Your Favorite Stores Know You All Too Well

A Techwise Conversation with data-mining expert Eric Siegel

Loading the podcast player...

Hi, this is Steven Cherry for IEEE Spectrum’s “Techwise Conversations.”

Back in 2004, Spectrum had a special issue on technology and privacy. In an article with the literary title Sensors and Sensibility, we quoted a privacy expert who said, “Cash registers are no longer adding machines with cash drawers. They’re high-speed, data-collecting computers with connections to the Internet. And shopper loyalty cards tie that data to your identity. The whole goal is to figure out everything you can learn about your customer. We’re creating a retail zoo, where customers are the exhibits.”

That was eight years ago. Since then, computers have improved at a Moore’s law pace, data-modeling methods have improved even faster, and all those databases have eight more years’ [worth] of data. It’s not just what we tell our favorite shops about ourselves, it’s what they can also infer—a recent New York Times article noted that stores can now tell that a woman is pregnant almost as soon as she knows it herself, and they can send her coupons for the right products right when she needs them.

This new science of figuring out what you need and when—all to get you to clink or swipe or reach for your wallet—is called predictive analytics, and my guest today is Eric Siegel, president of Prediction Impact and the conference chair of Predictive Analytics World. He has a Ph.D. in computer science from Columbia University and taught there for several years. His company is in San Francisco, but he joins us by phone from New York City.

Steven Cherry: Eric, welcome to the podcast.

Eric Siegel: Thanks, Steven. It’s a pleasure to be here.

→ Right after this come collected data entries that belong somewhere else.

use std::path::{Path, PathBuf};

use anyhow::Result;
use clubcal_core::config::EngineConfig;
use owo_colors::OwoColorize;

use crate::commands::SourceArgs;

fn resolve_path(source: &SourceArgs) -> Result<PathBuf> {
    match &source.config {
        Some(path) => Ok(path.clone()),
        None => Ok(EngineConfig::config_path()?),
    }
}

/// Write a commented default config file.
pub fn init(source: &SourceArgs, force: bool) -> Result<()> {
    let path = resolve_path(source)?;
    if path.exists() && !force {
        anyhow::bail!(
            "Config file already exists at {}\n\
            Use --force to overwrite it",
            path.display()
        );
    }
    EngineConfig::create_default_config(&path)?;
    println!("Created {}", path.display());
    Ok(())
}

/// Print the effective configuration after file and environment layering.
pub fn show(source: &SourceArgs) -> Result<()> {
    let path = resolve_path(source)?;
    let settings = source.settings()?;

    println!("{}", "Paths".bold());
    println!("  Config:  {}{}", path.display(), missing_marker(&path));
    println!();
    println!("{}", "Feed".bold());
    match settings.feed(source.feed.as_deref()) {
        Ok(location) => println!("  Source:  {location}"),
        Err(_) => println!("  {}", "not configured".dimmed()),
    }
    let viewer = settings.viewer(source.level.as_deref(), source.anonymous);
    println!(
        "  Viewer:  {}",
        viewer.membership_level().unwrap_or("anonymous")
    );
    println!();
    println!("{}", "Engine".bold());
    print!("{}", settings.engine.to_toml()?);
    Ok(())
}

fn missing_marker(path: &Path) -> String {
    if path.exists() {
        String::new()
    } else {
        format!(" {}", "(not created, using defaults)".dimmed())
    }
}
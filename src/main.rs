mod commands;
mod config;
mod feed;
mod render;

use std::path::PathBuf;
use std::time::Duration;

use anyhow::Result;
use clap::{Parser, Subcommand};
use commands::{FilterArgs, RangeArgs, SourceArgs};
use tracing_subscriber::EnvFilter;

#[derive(Parser)]
#[command(name = "clubcal", version)]
#[command(about = "Preview the club calendar the way members and visitors see it")]
struct Cli {
    /// Log engine decisions (refresh, backfill, ingestion) to stderr
    #[arg(short, long, global = true)]
    verbose: bool,

    #[command(flatten)]
    source: SourceArgs,

    #[command(subcommand)]
    command: Commands,
}

#[derive(Subcommand)]
enum Commands {
    /// List the events the viewer can see
    Events {
        #[command(flatten)]
        range: RangeArgs,

        #[command(flatten)]
        filters: FilterArgs,

        /// Print JSON instead of an agenda
        #[arg(long)]
        json: bool,

        /// Also count the events each filter stage hid
        #[arg(long)]
        explain: bool,
    },
    /// Export the visible events as an .ics file
    Export {
        #[command(flatten)]
        range: RangeArgs,

        #[command(flatten)]
        filters: FilterArgs,

        /// File to write (defaults to stdout)
        #[arg(short, long)]
        output: Option<PathBuf>,
    },
    /// Keep polling the feed, refetching once data is stale
    Watch {
        #[command(flatten)]
        filters: FilterArgs,

        /// How often to check, e.g. "30s" or "2m"
        #[arg(long, default_value = "30s", value_parser = humantime::parse_duration)]
        every: Duration,
    },
    /// Manage the config file
    Config {
        #[command(subcommand)]
        action: ConfigAction,
    },
}

#[derive(Subcommand)]
enum ConfigAction {
    /// Write a commented default config file
    Init {
        /// Overwrite an existing file
        #[arg(long)]
        force: bool,
    },
    /// Print the effective configuration
    Show,
}

#[tokio::main]
async fn main() -> Result<()> {
    let cli = Cli::parse();
    init_tracing(cli.verbose);

    match cli.command {
        Commands::Events {
            range,
            filters,
            json,
            explain,
        } => commands::events::run(&cli.source, range, filters, json, explain).await,
        Commands::Export {
            range,
            filters,
            output,
        } => commands::export::run(&cli.source, range, filters, output).await,
        Commands::Watch { filters, every } => commands::watch::run(&cli.source, filters, every).await,
        Commands::Config { action } => match action {
            ConfigAction::Init { force } => commands::config::init(&cli.source, force),
            ConfigAction::Show => commands::config::show(&cli.source),
        },
    }
}

/// `RUST_LOG` wins; otherwise warnings only, or debug with `--verbose`.
fn init_tracing(verbose: bool) {
    let default = if verbose { "debug" } else { "warn" };
    let filter = EnvFilter::try_from_default_env().unwrap_or_else(|_| EnvFilter::new(default));
    tracing_subscriber::fmt()
        .with_env_filter(filter)
        .with_writer(std::io::stderr)
        .with_target(false)
        .init();
}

Steven Cherry: Eric, yesterday I watched a 13-minute video on your site. Before I could watch it, I had to give an e-mail address. There was other information I could give—my name, phone number, and so on—but only the one required field. Was that just to get me on your mailing list, much can you figure out from an e-mail address?

Eric Siegel: Hah. Well, it depends on the person’s e-mail address. It’s actually a pretty tantalizing example when we’re talking about predictive analytics. So, you know, taking a step back, predictive analytics, we define it as data-driven technology that generates data-driven scores for each individual consumer or prospect or other organizational elements. And in general the value, the thing we want to figure out about people as companies, and in business applications—although the applications go far beyond other sectors, including law enforcement and health care—is something about what they’re going to do. So it does come down to prediction, where you’re going to get value. And an e-mail address often is very predictive of the chances that you’re going to convert, for example, from a free to a paying member. Not in the case of my business, but in the case of clients I’ve worked for, such as online dating sites, where there may be a free membership level. And the chances that somebody’s going to upgrade their membership to some kind of premium or paying does turn out to be very well correlated with the domain of their e-mail address. And so it’s a predictive thing. Yes—you know, we’re a very small business, but it behooves us to collect contact information to have marketing e-mail lists.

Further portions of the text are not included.